The Forced Arbitration Injustice Repeal (FAIR) Act (H.R. 1423), which is slated for markup Tuesday afternoon, would prohibit pre-dispute arbitration agreements that force arbitration of future employment, consumer, antitrust or civil rights disputes. The bill was introduced earlier this year by Rep. Hank Johnson (D-GA) and Sen. Richard Blumenthal (D-CT).

Clif Porter II, senior vice president of government relations for the American Health Care Association, said the organization does not support any bill that aims to ban the use of pre-dispute arbitration agreements.  

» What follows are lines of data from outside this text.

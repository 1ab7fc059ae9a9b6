//! Error types and result aliases shared across the pipeline.

use crate::node::NodeState;

/// The result type used throughout quern-core.
pub type Result<T> = std::result::Result<T, Error>;

/// Errors that can occur in core operations.
#[derive(Debug, thiserror::Error)]
pub enum Error {
    /// An invalid identifier was provided.
    #[error("invalid identifier: {message}")]
    InvalidId {
        /// Description of what made the id invalid.
        message: String,
    },

    /// An invalid node state transition was attempted.
    ///
    /// Node states only advance along `running → available → closing → done`
    /// (or directly `running → done`); anything else is rejected here.
    #[error("invalid state transition: {from} -> {to}")]
    InvalidTransition {
        /// The current state.
        from: NodeState,
        /// The attempted target state.
        to: NodeState,
    },

    /// A result was assigned to a node that already holds a terminal result.
    #[error("result already final for node {node}: {result}")]
    ResultFinal {
        /// The node id.
        node: String,
        /// The existing terminal result.
        result: String,
    },

    /// A configuration file could not be read or parsed.
    #[error("configuration error: {message}")]
    Configuration {
        /// Description of the configuration failure.
        message: String,
        /// The underlying cause, if any.
        #[source]
        source: Option<Box<dyn std::error::Error + Send + Sync>>,
    },

    /// A rule or filter expression could not be parsed.
    #[error("invalid rule expression '{expression}': {message}")]
    InvalidRule {
        /// The offending expression.
        expression: String,
        /// Description of the parse failure.
        message: String,
    },

    /// A serialization or deserialization error occurred.
    #[error("serialization error: {message}")]
    Serialization {
        /// Description of the serialization failure.
        message: String,
    },
}

impl Error {
    /// Creates a new configuration error with the given message.
    #[must_use]
    pub fn configuration(message: impl Into<String>) -> Self {
        Self::Configuration {
            message: message.into(),
            source: None,
        }
    }

    /// Creates a new configuration error with a source cause.
    #[must_use]
    pub fn configuration_with_source(
        message: impl Into<String>,
        source: impl std::error::Error + Send + Sync + 'static,
    ) -> Self {
        Self::Configuration {
            message: message.into(),
            source: Some(Box::new(source)),
        }
    }

    /// Creates a new rule parse error.
    #[must_use]
    pub fn invalid_rule(expression: impl Into<String>, message: impl Into<String>) -> Self {
        Self::InvalidRule {
            expression: expression.into(),
            message: message.into(),
        }
    }
}
//! Logging initialization shared by every pipeline binary.

use std::sync::Once;

use tracing_subscriber::{layer::SubscriberExt, util::SubscriberInitExt, EnvFilter};

static INIT: Once = Once::new();

/// Log output format.
#[derive(Debug, Clone, Copy, Default)]
pub enum LogFormat {
    /// JSON structured logs (for production).
    Json,
    /// Pretty-printed logs (for development).
    #[default]
    Pretty,
}

/// Initializes the logging subsystem.
///
/// Call once at startup. Safe to call multiple times; subsequent calls
/// are no-ops. `RUST_LOG` controls per-target levels, defaulting to
/// `info`.
pub fn init_logging(format: LogFormat) {
    INIT.call_once(|| {
        let env_filter =
            EnvFilter::try_from_default_env().unwrap_or_else(|_| EnvFilter::new("info"));

        match format {
            LogFormat::Json => {
                tracing_subscriber::registry()
                    .with(env_filter)
                    .with(tracing_subscriber::fmt::layer().json())
                    .init();
            }
            LogFormat::Pretty => {
                tracing_subscriber::registry()
                    .with(env_filter)
                    .with(tracing_subscriber::fmt::layer().pretty())
                    .init();
            }
        }
    });
}

#[cfg(test)]
mod tests {
    use super::*;

    #[test]
    fn init_is_idempotent() {
        init_logging(LogFormat::Pretty);
        init_logging(LogFormat::Json);
    }
}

“Banning arbitration agreements would eliminate a fair and efficient legal remedy that provides benefits to patients and providers. Skilled nursing facilities are just one of many healthcare providers that use pre-dispute arbitration,” Porter said in a statement to McKnight’s. “Residents with legitimate claims are awarded reasonable damages, oftentimes equal to the amount that would be awarded under litigation. We strongly oppose efforts to ban this long-used, effective procedure for residents and families to pursue legal recourse.”

The federal government and long-term care providers have often clashed over arbitration agreements. Last week, two nursing facilities asked a federal court to declare a rule that prohibits LTC facilities from requiring residents to sign a binding arbitration agreement as a requirement for being admitted or to continue receiving care as unlawful.